In various embodiments, user device 310 includes other applications 316 as may be desired in particular embodiments to provide features to user device 310. For example, other applications 316 may include security applications for implementing client-side security features, programmatic client applications for interfacing with appropriate application programming interfaces (APIs) over network 360, or other types of applications. Other applications 316 may also include communication applications, such as email, texting, voice, social networking, and IM applications that allow a user to send and receive emails, calls, texts, and other notifications through network 360. For example, the other application 316 may be an email or instant messaging application that receives a prediction result message from the server 330. Other applications 316 may include device interfaces and other display modules that may receive input and/or output information. For example, other applications 316 may contain software programs for asset management, executable by a processor, including a graphical user interface (GUI) configured to provide an interface to the user 340 to view an intervention.

User device 310 may further include database 318 stored in a transitory and/or non-transitory memory of user device 310, which may store various applications and data and be utilized during execution of various modules of user device 310. Database 318 may store user profile relating to the user 340, predictions previously viewed or saved by the user 340, historical data received from the server 330, and/or the like. In some embodiments, database 318 may be local to user device 310. However, in other embodiments, database 318 may be external to user device 310 and accessible by user device 310, including cloud storage systems and/or databases that are accessible over network 360.

User device 310 includes at least one network interface component 317 adapted to communicate with data vendor server 345 and/or the server 330. In various embodiments, network interface component 317 may include a DSL (e.g., Digital Subscriber Line) modem, a PSTN (Public Switched Telephone Network) modem, an Ethernet device, a broadband device, a satellite device and/or various other types of wired and/or wireless network communication devices including microwave, radio frequency, infrared, Bluetooth, and near field communication devices.
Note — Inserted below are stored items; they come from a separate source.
//! Structural equivalence of list items.
//!
//! List keys with configured identity fields (tolerations, env, envFrom)
//! compare only those fields; a field absent on both sides matches. A dotted
//! field such as `configMapRef.name` is looked up through nested mappings.
//! Every other list compares whole items structurally.

use super::parser::Node;
use crate::config::InjectionConfig;

/// Whether two items of the list stored under `list_key` describe the same thing.
pub fn items_equivalent(list_key: &str, a: &Node, b: &Node, config: &InjectionConfig) -> bool {
    match config.identity_fields_for(list_key) {
        Some(fields) if a.as_mapping().is_some() && b.as_mapping().is_some() => {
            fields.iter().all(|field| match (lookup(a, field), lookup(b, field)) {
                (None, None) => true,
                (Some(x), Some(y)) => x.scalar_text() == y.scalar_text(),
                _ => false,
            })
        }
        _ => a.structurally_eq(b),
    }
}

fn lookup<'a>(node: &'a Node, field: &str) -> Option<&'a Node> {
    field.split('.').try_fold(node, |current, part| current.get(part))
}

/// Candidates with no equivalent in `existing` (nor earlier in `candidates`).
pub fn missing_items(
    list_key: &str,
    existing: &[Node],
    candidates: &[Node],
    config: &InjectionConfig,
) -> Vec<Node> {
    let mut missing: Vec<Node> = Vec::new();
    for candidate in candidates {
        let known = existing
            .iter()
            .chain(missing.iter())
            .any(|item| items_equivalent(list_key, item, candidate, config));
        if !known {
            missing.push(candidate.clone());
        }
    }
    missing
}

/// Remove duplicates from a candidate list, keeping the first occurrence.
pub fn dedupe_items(list_key: &str, candidates: &[Node], config: &InjectionConfig) -> Vec<Node> {
    missing_items(list_key, &[], candidates, config)
}
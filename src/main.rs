use clap::Parser;
use chart_injector::cli::Cli;
use std::process;

#[tokio::main]
async fn main() {
    let cli = Cli::parse();

    // Initialize logging
    cli.init_logging();

    if let Err(e) = chart_injector::run_command(cli.command, cli.config.as_deref()).await {
        eprintln!("Error: {}", e);
        process::exit(1);
    }
}
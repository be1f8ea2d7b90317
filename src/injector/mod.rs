//! Chart injection engine.
//!
//! The engine applies a catalog of policy fragments to a Helm chart without
//! disturbing the chart's formatting:
//!
//! - [`values`] patches keys that templates read from `.Values`
//! - [`inline`] writes keys straight into workload templates
//! - [`root_values`] deep-merges new root-level values
//! - [`process`] drives all of the above for a chart directory

pub mod backup;
pub mod catalog;
pub mod equivalence;
pub mod inline;
pub mod parser;
pub mod process;
pub mod root_values;
pub mod subtree;
pub mod values;

pub use backup::{backup_path, create_backup, restore_backup, write_atomic};
pub use catalog::{BlockCatalog, BlockCategory, InjectionBlock, MergeKind, PodProfile};
pub use inline::{InlineOutcome, inject_container_spec, inject_pod_spec, inject_template};
pub use process::{
    ChartScan, ImageStatus, ProcessOptions, ProcessReport, TemplateReport, TemplateScan,
    inject_chart, process_chart, scan_chart,
};
pub use root_values::{RootValuesReport, inject_root_values};
pub use values::{MergeMode, ValuesPatch, ValuesReport, Wrapper, patch_target, patch_values};
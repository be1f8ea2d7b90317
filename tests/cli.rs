//! Command-line tests for `chart-inject`.

use assert_cmd::Command;
use predicates::prelude::*;
use std::fs;
use std::path::Path;
use tempfile::TempDir;

const CATALOG: &str = r#"
allPods:
  - tolerations:
      - key: platform.example.com/unavailable
        operator: Exists
        effect: NoSchedule
  - priorityClassName: platform-default
newValues:
  - global:
      imageRegistry: registry.example.com
"#;

const VALUES: &str = "replicaCount: 1\n\ntolerations: []\n";

const DEPLOYMENT: &str = r#"apiVersion: apps/v1
kind: Deployment
spec:
  replicas: {{ .Values.replicaCount }}
  template:
    spec:
      {{- with .Values.tolerations }}
      tolerations:
        {{- toYaml . | nindent 8 }}
      {{- end }}
      containers:
        - name: app
          image: nginx:1.25
"#;

fn create_chart(root: &Path) -> std::path::PathBuf {
    let chart = root.join("chart");
    fs::create_dir_all(chart.join("templates")).unwrap();
    fs::write(chart.join("Chart.yaml"), "apiVersion: v2\nname: app\nversion: 0.1.0\n").unwrap();
    fs::write(chart.join("values.yaml"), VALUES).unwrap();
    fs::write(chart.join("templates/deployment.yaml"), DEPLOYMENT).unwrap();
    fs::write(root.join("inject-blocks.yaml"), CATALOG).unwrap();
    chart
}

fn chart_inject(dir: &Path) -> Command {
    let mut cmd = Command::cargo_bin("chart-inject").unwrap();
    cmd.current_dir(dir)
        .env("HOME", dir)
        .env_remove("RUST_LOG")
        .env_remove("CHART_INJECT_REGISTRY_USERNAME")
        .env_remove("CHART_INJECT_REGISTRY_PASSWORD");
    cmd
}

#[test]
fn test_help_lists_commands() {
    let temp = TempDir::new().unwrap();
    chart_inject(temp.path())
        .arg("--help")
        .assert()
        .success()
        .stdout(predicate::str::contains("inject"))
        .stdout(predicate::str::contains("check-images"))
        .stdout(predicate::str::contains("restore"));
}

#[test]
fn test_scan_json() {
    let temp = TempDir::new().unwrap();
    let chart = create_chart(temp.path());

    let output = chart_inject(temp.path())
        .args(["scan", "--json"])
        .arg(&chart)
        .assert()
        .success();
    let stdout = String::from_utf8_lossy(&output.get_output().stdout).to_string();
    let scan: serde_json::Value = serde_json::from_str(&stdout).unwrap();
    assert_eq!(scan["references"], serde_json::json!(["replicaCount", "tolerations"]));
    assert_eq!(scan["templates"][0]["kind"], "Deployment");
}

#[test]
fn test_inject_then_restore() {
    let temp = TempDir::new().unwrap();
    let chart = create_chart(temp.path());

    chart_inject(temp.path())
        .args(["inject", "--skip-image-check"])
        .arg(&chart)
        .assert()
        .success()
        .stdout(predicate::str::contains("Chart updated"));

    let values = fs::read_to_string(chart.join("values.yaml")).unwrap();
    assert_eq!(
        values,
        "replicaCount: 1\n\ntolerations:\n- key: platform.example.com/unavailable\n  operator: Exists\n  effect: NoSchedule\n\nglobal:\n  imageRegistry: registry.example.com\n"
    );
    let template = fs::read_to_string(chart.join("templates/deployment.yaml")).unwrap();
    assert!(template.contains("      priorityClassName: platform-default\n      containers:\n"));

    // A second run finds nothing to do
    chart_inject(temp.path())
        .args(["inject", "--skip-image-check"])
        .arg(&chart)
        .assert()
        .success()
        .stdout(predicate::str::contains("already up to date"));

    chart_inject(temp.path())
        .arg("restore")
        .arg(&chart)
        .assert()
        .success()
        .stdout(predicate::str::contains("Restored"));
    assert_eq!(fs::read_to_string(chart.join("values.yaml")).unwrap(), VALUES);
}

#[test]
fn test_inject_dry_run_json_writes_nothing() {
    let temp = TempDir::new().unwrap();
    let chart = create_chart(temp.path());

    let output = chart_inject(temp.path())
        .args(["inject", "--dry-run", "--skip-image-check", "--json"])
        .arg(&chart)
        .assert()
        .success();
    let report: serde_json::Value =
        serde_json::from_slice(&output.get_output().stdout).unwrap();
    assert_eq!(report["dry_run"], true);
    assert_eq!(report["values_changed"], true);
    assert_eq!(report["templates"][0]["pod_keys"], serde_json::json!(["priorityClassName"]));

    assert_eq!(fs::read_to_string(chart.join("values.yaml")).unwrap(), VALUES);
    assert!(!chart.join("values.yaml.backup").exists());
}

#[test]
fn test_missing_catalog_fails() {
    let temp = TempDir::new().unwrap();
    let chart = create_chart(temp.path());

    chart_inject(temp.path())
        .args(["inject", "--skip-image-check", "--blocks", "missing.yaml"])
        .arg(&chart)
        .assert()
        .failure()
        .code(1)
        .stderr(predicate::str::contains("Error: Invalid block catalog"));
    assert_eq!(fs::read_to_string(chart.join("values.yaml")).unwrap(), VALUES);
}

#[test]
fn test_restore_without_backup_fails() {
    let temp = TempDir::new().unwrap();
    let chart = create_chart(temp.path());

    chart_inject(temp.path())
        .arg("restore")
        .arg(&chart)
        .assert()
        .failure()
        .stderr(predicate::str::contains("No backup found"));
}

#[test]
fn test_explicit_config_changes_values_file() {
    let temp = TempDir::new().unwrap();
    let chart = create_chart(temp.path());
    fs::rename(chart.join("values.yaml"), chart.join("defaults.yaml")).unwrap();
    fs::write(
        temp.path().join("custom.toml"),
        "[injection]\nvalues_file = \"defaults.yaml\"\n\n[output]\ncreate_backup = false\n",
    )
    .unwrap();

    chart_inject(temp.path())
        .args(["--config", "custom.toml", "inject", "--skip-image-check"])
        .arg(&chart)
        .assert()
        .success();

    let values = fs::read_to_string(chart.join("defaults.yaml")).unwrap();
    assert!(values.contains("- key: platform.example.com/unavailable"));
    assert!(!chart.join("defaults.yaml.backup").exists());
}

#[test]
fn test_check_images_without_images() {
    let temp = TempDir::new().unwrap();
    fs::write(temp.path().join("rendered.yaml"), "apiVersion: v1\nkind: ConfigMap\n").unwrap();

    chart_inject(temp.path())
        .args(["check-images", "rendered.yaml"])
        .assert()
        .success()
        .stdout(predicate::str::contains("No images found"));
}

#[test]
fn test_check_images_unreachable_registry_fails() {
    let temp = TempDir::new().unwrap();
    fs::write(
        temp.path().join("rendered.yaml"),
        "kind: Pod\nspec:\n  containers:\n    - name: a\n      image: 127.0.0.1:9/team/app:1.0\n",
    )
    .unwrap();
    fs::write(
        temp.path().join("fast.toml"),
        "[registry]\ntimeout_secs = 5\n",
    )
    .unwrap();

    chart_inject(temp.path())
        .args(["--config", "fast.toml", "check-images", "rendered.yaml"])
        .assert()
        .failure()
        .stderr(predicate::str::contains("not found in registry"));
}
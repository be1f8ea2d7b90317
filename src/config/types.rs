use serde::{Deserialize, Serialize};
use std::collections::BTreeMap;

use crate::injector::MergeMode;

/// Main configuration structure
#[derive(Debug, Clone, Default, Serialize, Deserialize)]
#[serde(default)]
pub struct Config {
    pub injection: InjectionConfig,
    pub registry: RegistryConfig,
    pub output: OutputConfig,
}

/// Settings shared by the values engine and the template injector.
#[derive(Debug, Clone, Serialize, Deserialize)]
#[serde(default)]
pub struct InjectionConfig {
    /// Root keys that act as a virtual root for the real values
    pub wrapper_keys: Vec<String>,
    /// Keys merged as lists no matter what the candidate looks like
    pub always_list_keys: Vec<String>,
    /// List keys whose `- ` markers sit at the key's own indentation
    pub aligned_list_keys: Vec<String>,
    /// Fields that identify a list item, per list key
    pub identity_fields: BTreeMap<String, Vec<String>>,
    /// Resource kinds eligible for in-place template injection
    pub workload_kinds: Vec<String>,
    pub values_file: String,
    pub templates_dir: String,
    pub values_mode: MergeMode,
    pub template_mode: MergeMode,
}

impl Default for InjectionConfig {
    fn default() -> Self {
        let mut identity_fields = BTreeMap::new();
        identity_fields.insert(
            "tolerations".to_string(),
            ["key", "operator", "effect", "value", "tolerationSeconds"]
                .iter()
                .map(|s| s.to_string())
                .collect(),
        );
        identity_fields.insert("env".to_string(), vec!["name".to_string()]);
        identity_fields.insert(
            "envFrom".to_string(),
            vec!["configMapRef.name".to_string(), "secretRef.name".to_string()],
        );

        Self {
            wrapper_keys: vec!["_internal_defaults_do_not_set".to_string()],
            always_list_keys: vec!["tolerations".to_string()],
            aligned_list_keys: vec!["tolerations".to_string()],
            identity_fields,
            workload_kinds: [
                "Deployment",
                "StatefulSet",
                "DaemonSet",
                "Job",
                "CronJob",
                "ReplicaSet",
                "Pod",
            ]
            .iter()
            .map(|s| s.to_string())
            .collect(),
            values_file: "values.yaml".to_string(),
            templates_dir: "templates".to_string(),
            values_mode: MergeMode::Assert,
            template_mode: MergeMode::Preserve,
        }
    }
}

impl InjectionConfig {
    pub fn is_wrapper_key(&self, key: &str) -> bool {
        self.wrapper_keys.iter().any(|k| k == key)
    }

    pub fn is_always_list(&self, key: &str) -> bool {
        self.always_list_keys.iter().any(|k| k == key)
    }

    pub fn is_aligned_list(&self, key: &str) -> bool {
        self.aligned_list_keys.iter().any(|k| k == key)
    }

    pub fn identity_fields_for(&self, key: &str) -> Option<&[String]> {
        self.identity_fields.get(key).map(|v| v.as_slice())
    }

    pub fn is_workload_kind(&self, kind: &str) -> bool {
        self.workload_kinds.iter().any(|k| k == kind)
    }
}

/// Registry prober configuration
#[derive(Debug, Clone, Serialize, Deserialize)]
#[serde(default)]
pub struct RegistryConfig {
    pub max_parallel: usize,
    pub timeout_secs: u64,
    /// Image references reported as existing without a lookup
    pub placeholder_refs: Vec<String>,
    /// Registries reached over plain HTTP
    pub insecure_registries: Vec<String>,
    pub username: Option<String>,
    pub password: Option<String>,
}

impl Default for RegistryConfig {
    fn default() -> Self {
        Self {
            max_parallel: 4,
            timeout_secs: 30,
            placeholder_refs: vec!["auto".to_string()],
            insecure_registries: Vec::new(),
            username: None,
            password: None,
        }
    }
}

/// Output configuration
#[derive(Debug, Clone, Serialize, Deserialize)]
#[serde(default)]
pub struct OutputConfig {
    pub create_backup: bool,
}

impl Default for OutputConfig {
    fn default() -> Self {
        Self {
            create_backup: true,
        }
    }
}
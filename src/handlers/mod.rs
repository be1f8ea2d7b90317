// Handler modules
pub mod images;
pub mod inject;
pub mod restore;
pub mod scan;

// Re-export all handler functions
pub use images::handle_check_images;
pub use inject::{InjectOptions, handle_inject};
pub use restore::handle_restore;
pub use scan::handle_scan;
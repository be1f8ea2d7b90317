//! Image reference parsing with Docker Hub normalization.

use std::fmt;
use std::sync::LazyLock;

use regex::Regex;
use serde::Serialize;

use super::RegistryError;

pub const DOCKER_HUB: &str = "docker.io";
const DOCKER_HUB_API: &str = "registry-1.docker.io";
const DEFAULT_TAG: &str = "latest";

static REPOSITORY: LazyLock<Regex> = LazyLock::new(|| {
    Regex::new(r"^[a-z0-9]+(?:[._-]+[a-z0-9]+)*(?:/[a-z0-9]+(?:[._-]+[a-z0-9]+)*)*$")
        .expect("valid repository regex")
});

static TAG: LazyLock<Regex> =
    LazyLock::new(|| Regex::new(r"^[A-Za-z0-9_][A-Za-z0-9_.-]{0,127}$").expect("valid tag regex"));

/// A parsed `[registry/]repository[:tag|@digest]` reference.
#[derive(Debug, Clone, PartialEq, Eq, Hash, Serialize)]
pub struct ImageReference {
    /// Registry host, `docker.io` when omitted
    pub registry: String,
    /// Repository path, `library/` prefixed for official Docker Hub images
    pub repository: String,
    /// Tag or digest
    pub reference: String,
}

impl ImageReference {
    pub fn parse(image: &str) -> Result<Self, RegistryError> {
        let invalid = || RegistryError::InvalidReference(image.to_string());
        let trimmed = image.trim();
        if trimmed.is_empty() || trimmed.contains(char::is_whitespace) {
            return Err(invalid());
        }

        let (name, digest) = match trimmed.split_once('@') {
            Some((name, digest)) => (name, Some(digest)),
            None => (trimmed, None),
        };
        if digest.is_some_and(|d| !d.contains(':')) {
            return Err(invalid());
        }

        let last_slash = name.rfind('/');
        let (name, tag) = match name.rfind(':') {
            Some(i) if last_slash.is_none_or(|s| i > s) => (&name[..i], Some(&name[i + 1..])),
            _ => (name, None),
        };
        if tag.is_some_and(|t| !TAG.is_match(t)) {
            return Err(invalid());
        }

        let (registry, repository) = match name.split_once('/') {
            Some((host, rest)) if is_registry_host(host) => (host.to_string(), rest.to_string()),
            _ => (DOCKER_HUB.to_string(), name.to_string()),
        };
        let repository = if registry == DOCKER_HUB && !repository.contains('/') {
            format!("library/{}", repository)
        } else {
            repository
        };
        if !REPOSITORY.is_match(&repository) {
            return Err(invalid());
        }

        let reference = digest.or(tag).unwrap_or(DEFAULT_TAG).to_string();
        Ok(Self {
            registry,
            repository,
            reference,
        })
    }

    /// Host that serves the distribution API for this registry.
    pub fn api_host(&self) -> &str {
        if self.registry == DOCKER_HUB {
            DOCKER_HUB_API
        } else {
            &self.registry
        }
    }

    pub fn is_digest(&self) -> bool {
        self.reference.contains(':')
    }
}

impl fmt::Display for ImageReference {
    fn fmt(&self, f: &mut fmt::Formatter<'_>) -> fmt::Result {
        let sep = if self.is_digest() { '@' } else { ':' };
        write!(f, "{}/{}{}{}", self.registry, self.repository, sep, self.reference)
    }
}

fn is_registry_host(component: &str) -> bool {
    component.contains('.') || component.contains(':') || component == "localhost"
}
//! Image extraction from rendered manifests.

use serde_yaml::Value;

const CONTAINER_LIST_KEYS: &[&str] = &["containers", "initContainers", "ephemeralContainers"];

/// Collect container images from a multi-document manifest, first occurrence order.
///
/// Documents that fail to parse are skipped with a warning.
pub fn extract_images(manifest: &str) -> Vec<String> {
    let mut images = Vec::new();
    for (idx, doc) in split_documents(manifest).into_iter().enumerate() {
        if doc.trim().is_empty() {
            continue;
        }
        match serde_yaml::from_str::<Value>(&doc) {
            Ok(value) => collect_images(&value, &mut images),
            Err(e) => log::warn!("Skipping unparseable manifest document {}: {}", idx, e),
        }
    }
    images
}

fn split_documents(manifest: &str) -> Vec<String> {
    let mut docs = Vec::new();
    let mut current = String::new();
    for line in manifest.lines() {
        let trimmed = line.trim_end();
        let separator = trimmed == "---" || trimmed.starts_with("--- ") || trimmed == "...";
        if separator {
            docs.push(std::mem::take(&mut current));
            continue;
        }
        current.push_str(line);
        current.push('\n');
    }
    docs.push(current);
    docs
}

fn collect_images(value: &Value, images: &mut Vec<String>) {
    match value {
        Value::Mapping(map) => {
            for (key, child) in map {
                let is_container_list = key
                    .as_str()
                    .is_some_and(|k| CONTAINER_LIST_KEYS.contains(&k));
                if is_container_list && let Value::Sequence(containers) = child {
                    for container in containers {
                        if let Some(image) = container.get("image").and_then(Value::as_str) {
                            let image = image.trim();
                            if !image.is_empty() && !images.iter().any(|i| i == image) {
                                images.push(image.to_string());
                            }
                        }
                    }
                }
                collect_images(child, images);
            }
        }
        Value::Sequence(items) => items.iter().for_each(|v| collect_images(v, images)),
        Value::Tagged(tagged) => collect_images(&tagged.value, images),
        _ => {}
    }
}

#[cfg(test)]
mod tests {
    use super::*;

    const RENDERED: &str = r#"---
# Source: app/templates/deployment.yaml
apiVersion: apps/v1
kind: Deployment
spec:
  template:
    spec:
      initContainers:
        - name: init
          image: busybox:1.36
      containers:
        - name: app
          image: "registry.example.com/team/app:1.0"
        - name: sidecar
          image: busybox:1.36
---
apiVersion: batch/v1
kind: CronJob
spec:
  jobTemplate:
    spec:
      template:
        spec:
          containers:
            - name: job
              image: alpine:3.19
---
kind: ConfigMap
data:
  image: not-a-container
"#;

    #[test]
    fn test_images_from_all_workload_shapes() {
        assert_eq!(
            extract_images(RENDERED),
            vec!["busybox:1.36", "registry.example.com/team/app:1.0", "alpine:3.19"]
        );
    }

    #[test]
    fn test_bad_document_is_skipped() {
        let manifest = "kind: Pod\nspec:\n  containers:\n  - image: a:1\n---\nkey: [unclosed\n---\nkind: Pod\nspec:\n  containers:\n  - image: b:2\n";
        assert_eq!(extract_images(manifest), vec!["a:1", "b:2"]);
    }

    #[test]
    fn test_empty_manifest() {
        assert!(extract_images("").is_empty());
        assert!(extract_images("---\n---\n").is_empty());
    }
}
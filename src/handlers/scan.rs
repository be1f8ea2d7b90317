//! Handler for the `scan` command.

use std::path::Path;

use colored::Colorize;

use crate::config::Config;
use crate::error::Result;
use crate::injector::scan_chart;

/// Handle the `scan` command.
pub fn handle_scan(path: &Path, json: bool, config: &Config) -> Result<()> {
    let scan = scan_chart(path, config)?;

    if json {
        println!("{}", serde_json::to_string_pretty(&scan)?);
        return Ok(());
    }

    println!(
        "{} {} template(s), {} value reference(s)",
        "Scanned".bold(),
        scan.templates.len(),
        scan.references.len()
    );
    for template in &scan.templates {
        let kind = template.kind.as_deref().unwrap_or("-");
        println!("  {} [{}]", template.path.display(), kind.cyan());
        for reference in &template.references {
            println!("    .Values.{}", reference);
        }
    }
    Ok(())
}
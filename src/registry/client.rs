//! OCI distribution API client.
//!
//! Only manifest existence is checked: `HEAD` or `GET`
//! `/v2/<repository>/manifests/<reference>`. Requests are anonymous unless
//! credentials are configured; a `401` carrying a Bearer challenge is answered
//! once with a token from the challenge's realm.

use std::sync::LazyLock;
use std::time::Duration;

use async_trait::async_trait;
use regex::Regex;
use reqwest::header::{ACCEPT, WWW_AUTHENTICATE};
use reqwest::{Client, Method, Response, StatusCode};
use serde::Deserialize;

use super::{ImageReference, RegistryError};
use crate::config::RegistryConfig;

const MANIFEST_ACCEPT: &str = "application/vnd.oci.image.index.v1+json, \
application/vnd.oci.image.manifest.v1+json, \
application/vnd.docker.distribution.manifest.list.v2+json, \
application/vnd.docker.distribution.manifest.v2+json";

static CHALLENGE_PARAM: LazyLock<Regex> =
    LazyLock::new(|| Regex::new(r#"(\w+)="([^"]*)""#).expect("valid challenge regex"));

/// Anything that can answer manifest lookups.
#[async_trait]
pub trait ManifestStore: Send + Sync {
    async fn head_manifest(&self, image: &ImageReference) -> Result<(), RegistryError>;
    async fn get_manifest(&self, image: &ImageReference) -> Result<(), RegistryError>;
}

/// Basic credentials for the registry and its token service.
#[derive(Debug, Clone)]
pub struct RegistryCredentials {
    pub username: String,
    pub password: String,
}

#[derive(Debug, Clone)]
enum Auth {
    Anonymous,
    Basic(RegistryCredentials),
    Bearer(String),
}

/// Parameters of a `WWW-Authenticate: Bearer ...` header.
#[derive(Debug, Clone, PartialEq, Eq)]
pub struct BearerChallenge {
    pub realm: String,
    pub service: Option<String>,
    pub scope: Option<String>,
}

impl BearerChallenge {
    pub fn parse(header: &str) -> Option<Self> {
        let (scheme, params) = header.trim().split_once(' ')?;
        if !scheme.eq_ignore_ascii_case("bearer") {
            return None;
        }
        let mut realm = None;
        let mut service = None;
        let mut scope = None;
        for caps in CHALLENGE_PARAM.captures_iter(params) {
            let value = caps[2].to_string();
            match &caps[1] {
                "realm" => realm = Some(value),
                "service" => service = Some(value),
                "scope" => scope = Some(value),
                _ => {}
            }
        }
        Some(Self {
            realm: realm?,
            service,
            scope,
        })
    }
}

#[derive(Debug, Deserialize)]
struct TokenResponse {
    token: Option<String>,
    access_token: Option<String>,
}

/// HTTP client for OCI distribution registries.
#[derive(Debug, Clone)]
pub struct RegistryClient {
    http: Client,
    credentials: Option<RegistryCredentials>,
    insecure_registries: Vec<String>,
}

impl RegistryClient {
    pub fn new(config: &RegistryConfig) -> Result<Self, RegistryError> {
        let http = Client::builder()
            .timeout(Duration::from_secs(config.timeout_secs))
            .user_agent(concat!("chart-injector/", env!("CARGO_PKG_VERSION")))
            .build()?;
        let credentials = match (&config.username, &config.password) {
            (Some(username), Some(password)) => Some(RegistryCredentials {
                username: username.clone(),
                password: password.clone(),
            }),
            _ => None,
        };
        Ok(Self {
            http,
            credentials,
            insecure_registries: config.insecure_registries.clone(),
        })
    }

    pub fn with_credentials(mut self, credentials: RegistryCredentials) -> Self {
        self.credentials = Some(credentials);
        self
    }

    /// Plain HTTP for loopback hosts and configured insecure registries.
    fn scheme(&self, host: &str) -> &'static str {
        let name = host.split(':').next().unwrap_or(host);
        let insecure = name == "localhost"
            || name == "127.0.0.1"
            || self.insecure_registries.iter().any(|r| r == host || r == name);
        if insecure { "http" } else { "https" }
    }

    pub fn manifest_url(&self, image: &ImageReference) -> String {
        let host = image.api_host();
        format!(
            "{}://{}/v2/{}/manifests/{}",
            self.scheme(host),
            host,
            image.repository,
            image.reference
        )
    }

    async fn send(&self, method: Method, url: &str, auth: &Auth) -> Result<Response, RegistryError> {
        let request = self.http.request(method, url).header(ACCEPT, MANIFEST_ACCEPT);
        let request = match auth {
            Auth::Anonymous => request,
            Auth::Basic(c) => request.basic_auth(&c.username, Some(&c.password)),
            Auth::Bearer(token) => request.bearer_auth(token),
        };
        Ok(request.send().await?)
    }

    async fn fetch_token(
        &self,
        challenge: &BearerChallenge,
        image: &ImageReference,
    ) -> Result<String, RegistryError> {
        let scope = challenge
            .scope
            .clone()
            .unwrap_or_else(|| format!("repository:{}:pull", image.repository));
        let mut params = Vec::new();
        if let Some(service) = &challenge.service {
            params.push(format!("service={}", urlencoding::encode(service)));
        }
        params.push(format!("scope={}", urlencoding::encode(&scope)));
        let sep = if challenge.realm.contains('?') { '&' } else { '?' };
        let url = format!("{}{}{}", challenge.realm, sep, params.join("&"));

        let mut request = self.http.get(&url);
        if let Some(c) = &self.credentials {
            request = request.basic_auth(&c.username, Some(&c.password));
        }
        let response = request.send().await?;
        if !response.status().is_success() {
            return Err(RegistryError::Auth(format!(
                "token service returned {}",
                response.status()
            )));
        }
        let body: TokenResponse = response.json().await?;
        body.token
            .or(body.access_token)
            .ok_or_else(|| RegistryError::Auth("token response has no token".to_string()))
    }

    async fn check(&self, method: Method, image: &ImageReference) -> Result<(), RegistryError> {
        let url = self.manifest_url(image);
        let initial = match &self.credentials {
            Some(c) => Auth::Basic(c.clone()),
            None => Auth::Anonymous,
        };

        let mut response = self.send(method.clone(), &url, &initial).await?;
        if response.status() == StatusCode::UNAUTHORIZED {
            let challenge = response
                .headers()
                .get(WWW_AUTHENTICATE)
                .and_then(|v| v.to_str().ok())
                .and_then(BearerChallenge::parse);
            if let Some(challenge) = challenge {
                log::debug!("Answering bearer challenge from {}", challenge.realm);
                let token = self.fetch_token(&challenge, image).await?;
                response = self.send(method, &url, &Auth::Bearer(token)).await?;
            }
        }

        let status = response.status();
        if status.is_success() {
            Ok(())
        } else if status == StatusCode::NOT_FOUND {
            Err(RegistryError::NotFound(image.to_string()))
        } else if status == StatusCode::UNAUTHORIZED || status == StatusCode::FORBIDDEN {
            Err(RegistryError::Auth(format!("{} for {}", status, url)))
        } else {
            Err(RegistryError::Status {
                status: status.as_u16(),
                url,
            })
        }
    }
}

#[async_trait]
impl ManifestStore for RegistryClient {
    async fn head_manifest(&self, image: &ImageReference) -> Result<(), RegistryError> {
        self.check(Method::HEAD, image).await
    }

    async fn get_manifest(&self, image: &ImageReference) -> Result<(), RegistryError> {
        self.check(Method::GET, image).await
    }
}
Data vendor server 345 may correspond to a server that hosts database 319 to provide training datasets including states of past agent actions and states of past interventions to the server 330. The database 319 may be implemented by one or more relational database, distributed databases, cloud databases, and/or the like.

The data vendor server 345 includes at least one network interface component 326 adapted to communicate with user device 310 and/or the server 330. In various embodiments, network interface component 326 may include a DSL (e.g., Digital Subscriber Line) modem, a PSTN (Public Switched Telephone Network) modem, an Ethernet device, a broadband device, a satellite device and/or various other types of wired and/or wireless network communication devices including microwave, radio frequency, infrared, Bluetooth, and near field communication devices. For example, in one implementation, the data vendor server 345 may send asset information from the database 319, via the network interface 326, to the server 330.

The server 330 may be housed with the model-based meta-learning module 230 and its submodules described in FIG. 2. In some implementations, model-based meta-learning module 330 may receive data from database 319 at the data vendor server 345 via the network 360 to generate the agent actions. The generated agent actions may also be sent to the user device 310 for review by the user 340 via the network 360.

The database 332 may be stored in a transitory and/or non-transitory memory of the server 330. In one implementation, the database 332 may store data obtained from the data vendor server 345. In one implementation, the database 332 may store parameters of the model-based meta-learning module 230. In one implementation, the database 332 may store observables of agent actions, previously executed agent actions, and/or previously generated interventions, and the corresponding input feature vectors.

In some embodiments, database 332 may be local to the server 330. However, in other embodiments, database 332 may be external to the server 330 and accessible by the server 330, including cloud storage systems and/or databases that are accessible over network 360.

The server 330 includes at least one network interface component 333 adapted to communicate with user device 310 and/or data vendor servers 345, 370 or 380 over network 360. In various embodiments, network interface component 333 may comprise a DSL (e.g., Digital Subscriber Line) modem, a PSTN (Public Switched Telephone Network) modem, an Ethernet device, a broadband device, a satellite device and/or various other types of wired and/or wireless network communication devices including microwave, radio frequency (RF), and infrared (IR) communication devices.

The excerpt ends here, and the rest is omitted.